> WHAT TO DO: Needed from the data below: every line from the one with "ctx.emit_sound(SOUND_FAIL);" up to and including the one with "in one frame.", repeated exactly and with nothing else.

> Dataset entries:
»»
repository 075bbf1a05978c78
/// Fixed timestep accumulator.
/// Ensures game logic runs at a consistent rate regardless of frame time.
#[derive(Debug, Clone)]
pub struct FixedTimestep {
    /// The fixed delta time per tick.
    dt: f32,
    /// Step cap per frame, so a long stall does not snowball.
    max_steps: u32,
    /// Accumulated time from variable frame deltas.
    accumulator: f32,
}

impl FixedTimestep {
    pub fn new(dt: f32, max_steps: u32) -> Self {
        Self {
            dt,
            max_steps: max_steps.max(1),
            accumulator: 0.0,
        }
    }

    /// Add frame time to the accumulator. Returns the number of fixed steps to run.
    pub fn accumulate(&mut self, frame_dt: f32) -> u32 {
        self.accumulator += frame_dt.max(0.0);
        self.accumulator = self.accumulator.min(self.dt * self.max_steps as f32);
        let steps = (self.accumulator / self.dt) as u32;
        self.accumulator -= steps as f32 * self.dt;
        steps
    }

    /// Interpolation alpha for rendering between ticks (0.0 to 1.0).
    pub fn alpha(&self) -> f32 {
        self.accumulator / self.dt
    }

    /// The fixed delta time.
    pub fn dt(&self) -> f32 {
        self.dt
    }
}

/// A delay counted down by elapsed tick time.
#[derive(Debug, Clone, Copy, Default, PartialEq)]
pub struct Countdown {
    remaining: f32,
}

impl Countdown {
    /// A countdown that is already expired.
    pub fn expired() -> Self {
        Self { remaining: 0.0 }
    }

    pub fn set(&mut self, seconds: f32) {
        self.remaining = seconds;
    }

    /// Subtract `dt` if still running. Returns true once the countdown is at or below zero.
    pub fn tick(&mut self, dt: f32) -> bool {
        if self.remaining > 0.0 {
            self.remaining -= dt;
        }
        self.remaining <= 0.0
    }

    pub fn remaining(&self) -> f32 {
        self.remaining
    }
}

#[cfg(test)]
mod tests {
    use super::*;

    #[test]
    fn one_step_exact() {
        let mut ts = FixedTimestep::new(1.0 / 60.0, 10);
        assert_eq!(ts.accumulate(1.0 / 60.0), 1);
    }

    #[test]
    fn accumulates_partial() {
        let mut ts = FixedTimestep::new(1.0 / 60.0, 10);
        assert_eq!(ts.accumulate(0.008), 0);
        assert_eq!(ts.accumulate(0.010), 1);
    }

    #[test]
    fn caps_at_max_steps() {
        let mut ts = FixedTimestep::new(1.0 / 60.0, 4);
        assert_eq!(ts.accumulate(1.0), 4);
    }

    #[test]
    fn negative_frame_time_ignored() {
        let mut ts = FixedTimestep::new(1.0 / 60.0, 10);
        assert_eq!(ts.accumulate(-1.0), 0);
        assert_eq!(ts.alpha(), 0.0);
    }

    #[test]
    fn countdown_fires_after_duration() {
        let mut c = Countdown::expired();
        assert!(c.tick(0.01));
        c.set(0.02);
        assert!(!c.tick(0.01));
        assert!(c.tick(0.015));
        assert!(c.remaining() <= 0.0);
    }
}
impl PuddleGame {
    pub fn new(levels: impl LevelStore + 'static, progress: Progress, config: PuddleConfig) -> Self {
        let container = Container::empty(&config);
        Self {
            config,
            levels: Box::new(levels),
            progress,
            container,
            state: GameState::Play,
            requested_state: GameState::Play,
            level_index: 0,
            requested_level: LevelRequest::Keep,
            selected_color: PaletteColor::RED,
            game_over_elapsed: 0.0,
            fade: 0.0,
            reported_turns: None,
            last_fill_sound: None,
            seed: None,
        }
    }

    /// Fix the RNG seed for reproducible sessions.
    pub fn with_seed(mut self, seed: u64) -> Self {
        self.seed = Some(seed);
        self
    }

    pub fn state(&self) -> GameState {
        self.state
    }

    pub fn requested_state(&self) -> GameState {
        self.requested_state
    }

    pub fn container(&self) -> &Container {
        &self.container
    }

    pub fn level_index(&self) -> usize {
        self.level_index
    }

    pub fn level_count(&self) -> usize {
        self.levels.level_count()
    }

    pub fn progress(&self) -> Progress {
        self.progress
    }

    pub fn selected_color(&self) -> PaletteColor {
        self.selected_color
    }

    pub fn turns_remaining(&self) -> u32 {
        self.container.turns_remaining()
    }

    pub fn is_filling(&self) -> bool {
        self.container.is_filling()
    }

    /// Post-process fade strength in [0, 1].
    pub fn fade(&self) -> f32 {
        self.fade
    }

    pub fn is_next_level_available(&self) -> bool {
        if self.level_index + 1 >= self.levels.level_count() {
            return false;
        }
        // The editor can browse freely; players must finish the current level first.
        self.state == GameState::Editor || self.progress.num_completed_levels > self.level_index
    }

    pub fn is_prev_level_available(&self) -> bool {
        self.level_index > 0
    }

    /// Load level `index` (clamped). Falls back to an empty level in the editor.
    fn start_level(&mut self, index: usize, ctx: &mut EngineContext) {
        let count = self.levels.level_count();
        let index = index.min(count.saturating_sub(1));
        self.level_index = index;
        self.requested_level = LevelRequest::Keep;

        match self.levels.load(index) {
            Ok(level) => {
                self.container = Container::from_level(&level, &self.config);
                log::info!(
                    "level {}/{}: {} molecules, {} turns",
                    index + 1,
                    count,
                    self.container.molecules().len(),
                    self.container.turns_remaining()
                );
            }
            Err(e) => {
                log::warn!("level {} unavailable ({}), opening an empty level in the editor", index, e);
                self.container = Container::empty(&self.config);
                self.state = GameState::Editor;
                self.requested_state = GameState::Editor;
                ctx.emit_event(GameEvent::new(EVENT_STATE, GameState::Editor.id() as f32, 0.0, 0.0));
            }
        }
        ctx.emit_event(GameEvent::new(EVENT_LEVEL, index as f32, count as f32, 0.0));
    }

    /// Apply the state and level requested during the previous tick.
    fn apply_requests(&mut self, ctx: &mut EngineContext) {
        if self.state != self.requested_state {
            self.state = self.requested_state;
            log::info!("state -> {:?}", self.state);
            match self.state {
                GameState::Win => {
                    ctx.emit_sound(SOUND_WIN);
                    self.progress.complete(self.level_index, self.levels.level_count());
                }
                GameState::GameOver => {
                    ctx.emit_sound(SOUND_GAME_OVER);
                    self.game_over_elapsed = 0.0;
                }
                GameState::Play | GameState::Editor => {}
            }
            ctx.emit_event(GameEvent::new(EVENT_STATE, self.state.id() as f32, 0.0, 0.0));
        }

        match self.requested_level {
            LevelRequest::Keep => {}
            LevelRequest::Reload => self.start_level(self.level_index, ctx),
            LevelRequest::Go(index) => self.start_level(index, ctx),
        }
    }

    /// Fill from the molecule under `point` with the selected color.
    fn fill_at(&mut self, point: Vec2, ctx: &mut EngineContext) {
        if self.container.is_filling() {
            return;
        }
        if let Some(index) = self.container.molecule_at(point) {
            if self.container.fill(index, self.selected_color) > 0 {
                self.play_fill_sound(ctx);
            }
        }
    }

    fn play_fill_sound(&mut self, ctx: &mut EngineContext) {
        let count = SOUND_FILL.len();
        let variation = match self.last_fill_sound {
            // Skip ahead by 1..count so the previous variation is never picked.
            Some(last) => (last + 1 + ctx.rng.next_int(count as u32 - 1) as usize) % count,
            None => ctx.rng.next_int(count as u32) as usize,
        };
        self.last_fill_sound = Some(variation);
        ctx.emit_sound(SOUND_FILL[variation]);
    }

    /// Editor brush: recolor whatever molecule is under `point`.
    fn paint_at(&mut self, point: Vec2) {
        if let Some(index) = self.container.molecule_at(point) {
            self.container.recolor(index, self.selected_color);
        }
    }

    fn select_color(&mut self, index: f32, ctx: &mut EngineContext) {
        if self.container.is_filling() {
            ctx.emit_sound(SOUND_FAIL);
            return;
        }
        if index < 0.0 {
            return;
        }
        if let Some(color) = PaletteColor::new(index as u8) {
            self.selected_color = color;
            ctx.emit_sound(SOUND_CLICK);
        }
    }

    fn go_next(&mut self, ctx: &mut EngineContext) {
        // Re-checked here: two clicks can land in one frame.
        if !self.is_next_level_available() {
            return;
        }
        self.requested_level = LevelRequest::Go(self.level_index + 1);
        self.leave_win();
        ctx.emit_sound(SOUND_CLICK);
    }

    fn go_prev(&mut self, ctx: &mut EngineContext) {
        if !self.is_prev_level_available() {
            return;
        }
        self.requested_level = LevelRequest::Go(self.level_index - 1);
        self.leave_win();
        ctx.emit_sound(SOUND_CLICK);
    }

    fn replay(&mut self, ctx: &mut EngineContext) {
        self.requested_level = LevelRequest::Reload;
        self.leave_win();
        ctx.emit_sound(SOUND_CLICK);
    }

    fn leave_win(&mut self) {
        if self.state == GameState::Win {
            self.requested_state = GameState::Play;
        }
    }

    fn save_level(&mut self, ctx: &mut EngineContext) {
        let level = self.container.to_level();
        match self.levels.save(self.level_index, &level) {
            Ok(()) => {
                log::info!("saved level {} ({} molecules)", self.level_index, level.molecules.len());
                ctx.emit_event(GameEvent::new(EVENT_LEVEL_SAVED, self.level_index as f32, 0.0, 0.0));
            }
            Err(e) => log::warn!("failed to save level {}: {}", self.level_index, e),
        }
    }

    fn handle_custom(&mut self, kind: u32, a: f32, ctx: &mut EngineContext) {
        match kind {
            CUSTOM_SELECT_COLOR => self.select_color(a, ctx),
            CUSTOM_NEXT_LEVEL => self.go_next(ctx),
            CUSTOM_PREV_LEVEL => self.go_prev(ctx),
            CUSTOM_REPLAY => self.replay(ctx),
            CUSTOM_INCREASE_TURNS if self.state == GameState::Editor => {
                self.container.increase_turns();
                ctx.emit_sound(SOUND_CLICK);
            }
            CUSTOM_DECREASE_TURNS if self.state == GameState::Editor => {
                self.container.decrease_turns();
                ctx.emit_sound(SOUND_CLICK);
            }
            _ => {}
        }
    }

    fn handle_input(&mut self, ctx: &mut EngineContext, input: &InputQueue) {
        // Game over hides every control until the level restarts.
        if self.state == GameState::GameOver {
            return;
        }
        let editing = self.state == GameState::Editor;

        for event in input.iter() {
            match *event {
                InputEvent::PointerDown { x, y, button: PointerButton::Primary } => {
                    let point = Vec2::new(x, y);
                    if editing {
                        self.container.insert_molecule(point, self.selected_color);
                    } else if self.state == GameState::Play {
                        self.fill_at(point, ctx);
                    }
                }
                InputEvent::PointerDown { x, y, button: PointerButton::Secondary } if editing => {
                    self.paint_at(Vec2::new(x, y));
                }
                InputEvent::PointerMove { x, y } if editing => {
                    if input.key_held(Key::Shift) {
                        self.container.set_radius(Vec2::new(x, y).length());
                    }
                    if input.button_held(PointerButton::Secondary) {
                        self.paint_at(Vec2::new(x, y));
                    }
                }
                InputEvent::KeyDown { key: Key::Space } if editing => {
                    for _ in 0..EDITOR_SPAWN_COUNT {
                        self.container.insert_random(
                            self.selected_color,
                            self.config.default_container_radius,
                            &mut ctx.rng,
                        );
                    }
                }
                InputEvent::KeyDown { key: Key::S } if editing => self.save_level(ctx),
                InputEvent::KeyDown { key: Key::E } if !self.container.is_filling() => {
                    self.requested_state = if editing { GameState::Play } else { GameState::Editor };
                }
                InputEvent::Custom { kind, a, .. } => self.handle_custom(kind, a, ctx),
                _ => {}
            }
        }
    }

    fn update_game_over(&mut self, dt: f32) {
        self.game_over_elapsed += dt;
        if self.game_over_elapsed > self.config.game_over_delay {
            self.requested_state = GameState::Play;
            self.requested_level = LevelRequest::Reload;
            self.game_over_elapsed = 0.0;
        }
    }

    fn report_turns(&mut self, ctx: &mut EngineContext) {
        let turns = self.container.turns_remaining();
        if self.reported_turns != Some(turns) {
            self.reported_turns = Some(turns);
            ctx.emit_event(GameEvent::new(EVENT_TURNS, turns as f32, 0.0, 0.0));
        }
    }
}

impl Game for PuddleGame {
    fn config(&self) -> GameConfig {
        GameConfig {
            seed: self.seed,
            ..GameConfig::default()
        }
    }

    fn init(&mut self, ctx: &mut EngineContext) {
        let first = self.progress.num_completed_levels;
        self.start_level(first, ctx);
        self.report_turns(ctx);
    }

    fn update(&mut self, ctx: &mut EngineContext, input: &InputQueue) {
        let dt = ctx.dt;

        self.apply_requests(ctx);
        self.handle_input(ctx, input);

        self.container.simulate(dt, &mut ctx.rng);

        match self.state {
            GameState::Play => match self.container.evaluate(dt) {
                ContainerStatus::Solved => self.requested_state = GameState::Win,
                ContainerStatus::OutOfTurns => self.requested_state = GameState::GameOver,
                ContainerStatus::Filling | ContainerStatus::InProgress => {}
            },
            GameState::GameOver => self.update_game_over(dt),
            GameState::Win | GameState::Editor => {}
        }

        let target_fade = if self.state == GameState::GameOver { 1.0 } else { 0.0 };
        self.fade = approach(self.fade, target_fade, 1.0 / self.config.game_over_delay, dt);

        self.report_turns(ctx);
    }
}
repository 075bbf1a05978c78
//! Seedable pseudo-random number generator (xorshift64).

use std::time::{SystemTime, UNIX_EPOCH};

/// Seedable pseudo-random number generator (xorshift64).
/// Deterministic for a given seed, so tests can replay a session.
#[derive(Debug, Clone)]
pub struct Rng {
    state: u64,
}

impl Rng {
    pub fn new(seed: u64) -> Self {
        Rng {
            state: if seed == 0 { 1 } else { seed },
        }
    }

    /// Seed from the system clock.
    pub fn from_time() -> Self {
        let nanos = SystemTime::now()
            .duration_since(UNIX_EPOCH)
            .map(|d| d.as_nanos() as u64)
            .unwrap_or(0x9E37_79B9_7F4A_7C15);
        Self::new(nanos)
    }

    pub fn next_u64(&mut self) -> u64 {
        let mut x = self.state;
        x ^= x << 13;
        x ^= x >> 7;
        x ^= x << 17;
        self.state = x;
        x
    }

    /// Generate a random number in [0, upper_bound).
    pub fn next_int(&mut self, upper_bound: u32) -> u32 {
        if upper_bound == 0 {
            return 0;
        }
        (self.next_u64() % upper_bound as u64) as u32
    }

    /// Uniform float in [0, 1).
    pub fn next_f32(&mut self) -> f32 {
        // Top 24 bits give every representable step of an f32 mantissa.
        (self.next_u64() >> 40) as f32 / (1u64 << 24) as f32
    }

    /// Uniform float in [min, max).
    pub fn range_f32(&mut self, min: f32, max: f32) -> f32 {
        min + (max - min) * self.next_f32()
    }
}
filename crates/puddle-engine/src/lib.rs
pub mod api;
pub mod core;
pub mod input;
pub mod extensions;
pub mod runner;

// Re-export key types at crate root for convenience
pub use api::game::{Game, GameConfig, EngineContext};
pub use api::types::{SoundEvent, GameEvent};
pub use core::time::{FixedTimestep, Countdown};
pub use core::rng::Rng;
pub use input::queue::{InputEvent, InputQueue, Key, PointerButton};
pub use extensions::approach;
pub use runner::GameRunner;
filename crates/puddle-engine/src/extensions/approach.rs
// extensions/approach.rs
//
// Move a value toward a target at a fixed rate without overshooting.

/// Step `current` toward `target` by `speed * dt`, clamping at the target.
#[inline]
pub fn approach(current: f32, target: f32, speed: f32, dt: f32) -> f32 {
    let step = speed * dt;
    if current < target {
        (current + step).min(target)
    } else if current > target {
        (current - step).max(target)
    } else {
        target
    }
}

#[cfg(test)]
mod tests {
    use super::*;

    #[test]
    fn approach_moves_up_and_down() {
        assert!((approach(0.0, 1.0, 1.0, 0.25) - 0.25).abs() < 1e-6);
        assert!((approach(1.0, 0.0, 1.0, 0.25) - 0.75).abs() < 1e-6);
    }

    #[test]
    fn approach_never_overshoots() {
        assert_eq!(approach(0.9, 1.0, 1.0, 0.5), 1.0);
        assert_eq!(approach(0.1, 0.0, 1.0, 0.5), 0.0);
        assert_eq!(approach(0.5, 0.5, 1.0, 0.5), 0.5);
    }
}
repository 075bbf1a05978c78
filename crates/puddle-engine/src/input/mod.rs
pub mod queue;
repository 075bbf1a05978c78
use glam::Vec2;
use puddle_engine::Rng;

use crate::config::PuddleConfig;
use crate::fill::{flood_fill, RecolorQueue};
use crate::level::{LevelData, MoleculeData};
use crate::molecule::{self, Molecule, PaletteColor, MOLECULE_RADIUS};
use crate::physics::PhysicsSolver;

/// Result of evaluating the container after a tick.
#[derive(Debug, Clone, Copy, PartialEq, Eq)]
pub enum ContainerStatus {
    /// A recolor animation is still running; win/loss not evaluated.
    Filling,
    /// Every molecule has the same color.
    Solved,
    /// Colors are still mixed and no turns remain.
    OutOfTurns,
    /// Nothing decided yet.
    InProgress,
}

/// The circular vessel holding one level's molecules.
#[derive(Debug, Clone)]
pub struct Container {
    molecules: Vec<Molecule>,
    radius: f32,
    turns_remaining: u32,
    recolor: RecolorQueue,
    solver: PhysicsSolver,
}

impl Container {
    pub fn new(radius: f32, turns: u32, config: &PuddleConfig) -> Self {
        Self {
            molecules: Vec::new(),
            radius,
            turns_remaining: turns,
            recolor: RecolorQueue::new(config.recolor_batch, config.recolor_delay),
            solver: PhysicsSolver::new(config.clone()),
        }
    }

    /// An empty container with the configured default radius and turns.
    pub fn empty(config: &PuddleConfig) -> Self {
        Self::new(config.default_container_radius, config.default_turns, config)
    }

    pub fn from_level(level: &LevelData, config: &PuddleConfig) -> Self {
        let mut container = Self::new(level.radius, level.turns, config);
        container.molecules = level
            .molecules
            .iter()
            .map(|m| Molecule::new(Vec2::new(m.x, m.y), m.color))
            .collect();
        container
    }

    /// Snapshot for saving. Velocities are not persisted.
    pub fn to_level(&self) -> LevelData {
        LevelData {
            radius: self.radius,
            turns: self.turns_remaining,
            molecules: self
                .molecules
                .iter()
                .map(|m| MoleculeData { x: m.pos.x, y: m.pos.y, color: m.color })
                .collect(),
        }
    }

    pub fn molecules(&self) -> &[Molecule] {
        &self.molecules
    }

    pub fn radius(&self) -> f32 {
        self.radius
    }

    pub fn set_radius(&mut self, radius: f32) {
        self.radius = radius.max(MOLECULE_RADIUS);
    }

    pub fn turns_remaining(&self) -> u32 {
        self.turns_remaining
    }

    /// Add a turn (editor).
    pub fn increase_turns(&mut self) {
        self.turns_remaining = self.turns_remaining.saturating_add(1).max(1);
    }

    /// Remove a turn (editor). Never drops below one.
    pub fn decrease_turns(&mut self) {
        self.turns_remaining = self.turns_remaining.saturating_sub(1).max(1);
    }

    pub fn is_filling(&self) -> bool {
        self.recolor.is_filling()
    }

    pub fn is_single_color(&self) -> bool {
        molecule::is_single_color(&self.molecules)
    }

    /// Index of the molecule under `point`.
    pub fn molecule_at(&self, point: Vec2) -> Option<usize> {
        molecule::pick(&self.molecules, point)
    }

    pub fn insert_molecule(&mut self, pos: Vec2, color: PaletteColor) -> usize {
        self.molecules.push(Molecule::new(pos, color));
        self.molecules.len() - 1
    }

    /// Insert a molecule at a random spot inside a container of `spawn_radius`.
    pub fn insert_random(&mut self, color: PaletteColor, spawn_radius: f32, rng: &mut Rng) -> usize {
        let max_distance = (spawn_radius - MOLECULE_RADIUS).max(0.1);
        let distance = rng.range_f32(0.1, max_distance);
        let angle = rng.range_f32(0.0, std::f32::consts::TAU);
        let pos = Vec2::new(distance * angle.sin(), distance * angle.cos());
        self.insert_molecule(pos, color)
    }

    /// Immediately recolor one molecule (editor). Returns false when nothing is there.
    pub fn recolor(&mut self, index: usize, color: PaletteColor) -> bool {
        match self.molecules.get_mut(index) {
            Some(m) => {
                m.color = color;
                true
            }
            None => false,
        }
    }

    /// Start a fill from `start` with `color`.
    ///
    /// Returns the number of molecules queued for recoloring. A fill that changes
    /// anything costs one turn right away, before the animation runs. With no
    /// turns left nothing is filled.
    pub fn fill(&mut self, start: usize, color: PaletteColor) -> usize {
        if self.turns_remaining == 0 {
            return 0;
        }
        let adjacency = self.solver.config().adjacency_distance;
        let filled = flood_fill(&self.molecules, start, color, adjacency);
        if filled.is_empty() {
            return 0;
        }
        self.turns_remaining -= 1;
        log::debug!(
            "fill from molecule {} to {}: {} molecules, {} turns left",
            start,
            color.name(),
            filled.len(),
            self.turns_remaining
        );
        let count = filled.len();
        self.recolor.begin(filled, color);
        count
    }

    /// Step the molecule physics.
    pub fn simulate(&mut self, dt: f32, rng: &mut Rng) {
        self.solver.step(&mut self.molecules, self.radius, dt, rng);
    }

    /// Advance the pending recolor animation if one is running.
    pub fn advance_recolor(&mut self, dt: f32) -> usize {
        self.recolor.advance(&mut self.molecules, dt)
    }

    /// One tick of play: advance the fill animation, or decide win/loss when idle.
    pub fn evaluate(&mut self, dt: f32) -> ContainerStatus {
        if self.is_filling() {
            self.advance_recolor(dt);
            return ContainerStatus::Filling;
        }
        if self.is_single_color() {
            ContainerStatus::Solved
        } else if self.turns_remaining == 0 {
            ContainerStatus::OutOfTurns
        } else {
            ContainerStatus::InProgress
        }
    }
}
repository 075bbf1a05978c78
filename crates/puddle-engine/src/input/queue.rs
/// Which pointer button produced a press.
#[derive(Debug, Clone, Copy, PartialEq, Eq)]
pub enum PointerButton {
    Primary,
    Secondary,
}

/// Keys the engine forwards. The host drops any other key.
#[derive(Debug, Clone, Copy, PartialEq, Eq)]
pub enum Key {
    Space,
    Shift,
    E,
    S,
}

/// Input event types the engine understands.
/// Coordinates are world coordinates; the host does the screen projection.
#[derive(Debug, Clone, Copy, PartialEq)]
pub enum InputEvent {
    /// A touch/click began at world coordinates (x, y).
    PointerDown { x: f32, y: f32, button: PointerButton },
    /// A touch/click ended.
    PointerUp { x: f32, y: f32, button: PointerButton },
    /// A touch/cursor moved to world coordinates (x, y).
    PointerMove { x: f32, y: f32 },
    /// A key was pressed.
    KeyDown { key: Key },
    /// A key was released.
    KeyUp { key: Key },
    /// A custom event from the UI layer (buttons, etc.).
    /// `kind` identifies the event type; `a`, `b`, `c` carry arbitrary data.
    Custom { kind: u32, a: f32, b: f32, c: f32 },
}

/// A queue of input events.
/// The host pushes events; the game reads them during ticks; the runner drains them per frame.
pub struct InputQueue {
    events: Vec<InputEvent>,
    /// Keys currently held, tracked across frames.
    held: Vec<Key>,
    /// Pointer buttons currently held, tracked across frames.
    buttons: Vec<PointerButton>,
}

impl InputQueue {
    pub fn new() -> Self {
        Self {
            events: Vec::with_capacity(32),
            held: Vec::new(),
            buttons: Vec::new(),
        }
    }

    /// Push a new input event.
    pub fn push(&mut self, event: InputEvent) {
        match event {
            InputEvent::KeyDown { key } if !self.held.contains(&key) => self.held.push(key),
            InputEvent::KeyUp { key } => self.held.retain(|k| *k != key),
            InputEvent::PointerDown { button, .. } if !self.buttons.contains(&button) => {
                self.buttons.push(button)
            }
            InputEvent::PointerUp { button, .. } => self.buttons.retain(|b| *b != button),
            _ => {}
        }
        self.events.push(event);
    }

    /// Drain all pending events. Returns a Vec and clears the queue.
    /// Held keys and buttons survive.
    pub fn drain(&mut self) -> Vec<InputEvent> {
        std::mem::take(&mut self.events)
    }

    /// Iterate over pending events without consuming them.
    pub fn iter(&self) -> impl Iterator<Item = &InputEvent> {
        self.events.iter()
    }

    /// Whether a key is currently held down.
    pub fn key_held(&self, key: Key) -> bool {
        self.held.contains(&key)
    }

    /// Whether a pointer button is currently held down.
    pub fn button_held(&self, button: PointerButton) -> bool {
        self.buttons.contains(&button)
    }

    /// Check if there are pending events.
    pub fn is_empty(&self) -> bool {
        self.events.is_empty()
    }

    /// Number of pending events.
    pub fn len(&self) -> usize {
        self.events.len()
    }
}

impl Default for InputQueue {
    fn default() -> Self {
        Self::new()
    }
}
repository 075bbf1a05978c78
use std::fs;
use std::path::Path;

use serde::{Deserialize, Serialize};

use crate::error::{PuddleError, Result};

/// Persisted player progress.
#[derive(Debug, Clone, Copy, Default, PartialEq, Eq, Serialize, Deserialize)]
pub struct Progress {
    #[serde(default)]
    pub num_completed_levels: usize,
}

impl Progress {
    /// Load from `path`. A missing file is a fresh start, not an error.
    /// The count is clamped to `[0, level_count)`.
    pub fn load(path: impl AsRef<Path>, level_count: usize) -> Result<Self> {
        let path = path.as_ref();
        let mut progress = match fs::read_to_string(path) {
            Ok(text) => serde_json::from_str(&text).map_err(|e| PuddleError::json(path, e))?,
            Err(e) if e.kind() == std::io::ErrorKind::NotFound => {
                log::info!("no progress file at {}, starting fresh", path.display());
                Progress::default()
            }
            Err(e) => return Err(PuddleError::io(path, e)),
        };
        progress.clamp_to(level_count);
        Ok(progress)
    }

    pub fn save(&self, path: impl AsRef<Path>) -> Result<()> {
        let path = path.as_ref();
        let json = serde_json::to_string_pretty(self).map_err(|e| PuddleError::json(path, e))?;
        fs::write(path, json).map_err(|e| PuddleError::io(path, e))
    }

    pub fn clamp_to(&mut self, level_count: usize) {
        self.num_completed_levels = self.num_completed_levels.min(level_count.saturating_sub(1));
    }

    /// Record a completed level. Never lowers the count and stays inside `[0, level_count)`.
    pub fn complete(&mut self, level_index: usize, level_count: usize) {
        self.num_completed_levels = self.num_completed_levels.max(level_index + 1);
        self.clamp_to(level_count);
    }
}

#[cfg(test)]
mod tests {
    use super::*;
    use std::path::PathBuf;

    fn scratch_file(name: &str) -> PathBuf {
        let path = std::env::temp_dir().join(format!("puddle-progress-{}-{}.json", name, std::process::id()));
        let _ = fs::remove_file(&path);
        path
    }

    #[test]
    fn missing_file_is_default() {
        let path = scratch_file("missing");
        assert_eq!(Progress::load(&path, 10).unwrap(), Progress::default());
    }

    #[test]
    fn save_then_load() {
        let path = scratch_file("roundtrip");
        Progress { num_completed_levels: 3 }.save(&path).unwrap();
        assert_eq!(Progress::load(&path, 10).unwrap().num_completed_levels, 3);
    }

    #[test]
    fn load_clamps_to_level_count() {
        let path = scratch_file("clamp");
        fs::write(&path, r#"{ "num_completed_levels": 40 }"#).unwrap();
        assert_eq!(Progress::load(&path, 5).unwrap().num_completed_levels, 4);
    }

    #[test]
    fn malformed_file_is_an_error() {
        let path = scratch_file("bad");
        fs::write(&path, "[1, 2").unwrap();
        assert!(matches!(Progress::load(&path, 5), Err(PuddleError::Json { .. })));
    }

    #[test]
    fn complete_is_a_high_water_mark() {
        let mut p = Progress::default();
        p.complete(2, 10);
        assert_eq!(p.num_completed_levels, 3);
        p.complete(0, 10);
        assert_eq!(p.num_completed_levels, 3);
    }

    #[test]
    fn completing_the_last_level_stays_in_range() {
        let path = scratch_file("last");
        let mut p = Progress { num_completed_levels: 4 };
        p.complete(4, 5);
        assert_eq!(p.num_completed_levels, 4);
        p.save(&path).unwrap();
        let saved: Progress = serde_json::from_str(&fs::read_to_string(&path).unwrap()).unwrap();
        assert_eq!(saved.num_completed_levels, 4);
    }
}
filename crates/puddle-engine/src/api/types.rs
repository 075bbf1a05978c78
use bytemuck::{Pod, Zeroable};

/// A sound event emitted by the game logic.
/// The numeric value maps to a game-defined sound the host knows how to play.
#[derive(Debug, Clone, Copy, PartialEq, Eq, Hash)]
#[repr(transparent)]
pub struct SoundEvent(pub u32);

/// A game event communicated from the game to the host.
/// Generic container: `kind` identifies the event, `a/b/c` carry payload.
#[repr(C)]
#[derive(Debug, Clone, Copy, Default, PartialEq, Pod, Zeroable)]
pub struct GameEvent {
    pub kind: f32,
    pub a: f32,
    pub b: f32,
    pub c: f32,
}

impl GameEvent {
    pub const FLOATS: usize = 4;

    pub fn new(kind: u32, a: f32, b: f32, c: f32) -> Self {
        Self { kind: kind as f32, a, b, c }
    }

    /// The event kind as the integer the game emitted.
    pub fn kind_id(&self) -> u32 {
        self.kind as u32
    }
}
««
> ANSWER TO THE PROBLEM:
            ctx.emit_sound(SOUND_FAIL);
            return;
        }
        if index < 0.0 {
            return;
        }
        if let Some(color) = PaletteColor::new(index as u8) {
            self.selected_color = color;
            ctx.emit_sound(SOUND_CLICK);
        }
    }

    fn go_next(&mut self, ctx: &mut EngineContext) {
        // Re-checked here: two clicks can land in one frame.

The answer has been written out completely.